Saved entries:
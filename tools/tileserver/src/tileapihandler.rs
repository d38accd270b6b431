//! HTTP surface (§6): uint16 wire tiles, colorized PNG tiles (topographic and
//! flood-risk), and the point-sample risk endpoint, backed by a single
//! explicitly constructed [`tile_engine::TileEngine`].

use std::{collections::HashMap, sync::Arc};

use axum::{
    Json,
    body::Body,
    extract::{Path, Query, State},
    http::{HeaderMap, StatusCode, header},
    response::{IntoResponse, Response},
    routing::{get, post},
};
use artifact_store::AcceptEncoding;
use tile_engine::{Config, PngMode, PointSampleRequest, TileEngine};
use tower::ServiceBuilder;
use tower_http::trace::TraceLayer;

use crate::AppError;

const CACHE_CONTROL_IMMUTABLE: &str = "public, max-age=31536000, immutable";

pub fn create_router(config: Config) -> axum::routing::Router {
    let engine = Arc::new(TileEngine::new(config));

    axum::Router::new()
        .route("/api/v1/tiles/elevation-data/{z}/{x}/{y}", get(elevation_data))
        .route("/api/v1/tiles/elevation/{z}/{x}/{y}", get(elevation_png))
        .route("/api/v1/tiles/flood/{water_level}/{z}/{x}/{y}", get(flood_png))
        .route("/risk/location", post(risk_location))
        .route("/api/v1/status", get(status))
        .route("/healthz", get(healthz))
        .with_state(engine)
        .layer(ServiceBuilder::new().layer(TraceLayer::new_for_http()))
}

/// Splits a path segment like `"215.u16"` or `"215.png"` into its tile index
/// and required extension, the same way the client addresses tiles under
/// `{z}/{x}/{y}.<ext>`.
fn parse_tile_index(segment: &str, expected_ext: &str) -> Result<i32, AppError> {
    let (index, ext) = segment
        .split_once('.')
        .ok_or_else(|| invalid(format!("tile segment '{segment}' is missing its .{expected_ext} extension")))?;

    if ext != expected_ext {
        return Err(invalid(format!("expected .{expected_ext}, got .{ext}")));
    }

    index
        .parse::<i32>()
        .map_err(|_| invalid(format!("invalid tile index: {index}")))
}

fn invalid(message: String) -> AppError {
    AppError(tile_engine::Error::InvalidRequest(message))
}

async fn healthz() -> &'static str {
    "ok"
}

async fn status(State(engine): State<Arc<TileEngine>>) -> Json<tile_engine::Status> {
    Json(engine.status().await)
}

/// `GET /api/v1/tiles/elevation-data/{z}/{x}/{y}.u16`
///
/// `?method=precompressed` biases toward the Precompressed Store: a miss
/// there surfaces as `404` instead of falling through to runtime synthesis.
async fn elevation_data(
    State(engine): State<Arc<TileEngine>>,
    Path((z, x, y_segment)): Path<(i32, i32, String)>,
    Query(params): Query<HashMap<String, String>>,
    headers: HeaderMap,
) -> Result<Response, AppError> {
    let y = parse_tile_index(&y_segment, "u16")?;

    let accept = headers
        .get(header::ACCEPT_ENCODING)
        .and_then(|v| v.to_str().ok())
        .map(AcceptEncoding::parse)
        .unwrap_or_default();

    let allow_runtime_synthesis = params.get("method").map(|m| m != "precompressed").unwrap_or(true);

    let result = engine.serve_uint16(z, x, y, accept, allow_runtime_synthesis).await?;

    let mut response = Response::builder()
        .status(StatusCode::OK)
        .header(header::CONTENT_TYPE, "application/octet-stream")
        .header(header::CACHE_CONTROL, CACHE_CONTROL_IMMUTABLE)
        .header(header::VARY, "Accept-Encoding")
        .header("X-Tile-Source", result.source.header_value());

    if let Some(encoding) = result.content_encoding {
        response = response.header(header::CONTENT_ENCODING, encoding);
    }

    Ok(response
        .body(Body::from(result.payload))
        .unwrap_or_else(|_| (StatusCode::INTERNAL_SERVER_ERROR, "failed to build response").into_response()))
}

/// `GET /api/v1/tiles/elevation/{z}/{x}/{y}.png` — topographic mode.
async fn elevation_png(State(engine): State<Arc<TileEngine>>, Path((z, x, y_segment)): Path<(i32, i32, String)>) -> Result<Response, AppError> {
    let y = parse_tile_index(&y_segment, "png")?;
    let response = engine.serve_png(z, x, y, PngMode::Topographic).await?;
    Ok(png_response(response))
}

/// `GET /api/v1/tiles/flood/{water_level}/{z}/{x}/{y}.png` — flood-risk mode.
async fn flood_png(
    State(engine): State<Arc<TileEngine>>,
    Path((water_level, z, x, y_segment)): Path<(f64, i32, i32, String)>,
) -> Result<Response, AppError> {
    let y = parse_tile_index(&y_segment, "png")?;
    let response = engine.serve_png(z, x, y, PngMode::Flood { water_level_m: water_level }).await?;
    Ok(png_response(response))
}

fn png_response(response: tile_engine::PngResponse) -> Response {
    let mut builder = Response::builder()
        .status(StatusCode::OK)
        .header(header::CONTENT_TYPE, "image/png")
        .header(header::CACHE_CONTROL, CACHE_CONTROL_IMMUTABLE)
        .header("X-Tile-Source", response.source.header_value());

    if let Some(quantum) = response.water_level_quantum {
        builder = builder.header("X-Water-Level", quantum.to_string());
    }

    builder
        .body(Body::from(response.bytes.to_vec()))
        .unwrap_or_else(|_| (StatusCode::INTERNAL_SERVER_ERROR, "failed to build response").into_response())
}

/// `POST /risk/location`
async fn risk_location(
    State(engine): State<Arc<TileEngine>>,
    Json(request): Json<PointSampleRequest>,
) -> Result<Json<tile_engine::PointSampleResponse>, AppError> {
    Ok(Json(engine.sample_point(request).await?))
}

TASK STATEMENT: Your answer should be a single number: the count of lines in the entries that contain the word "quantum".

OUTPUT FOR THIS TASK: 2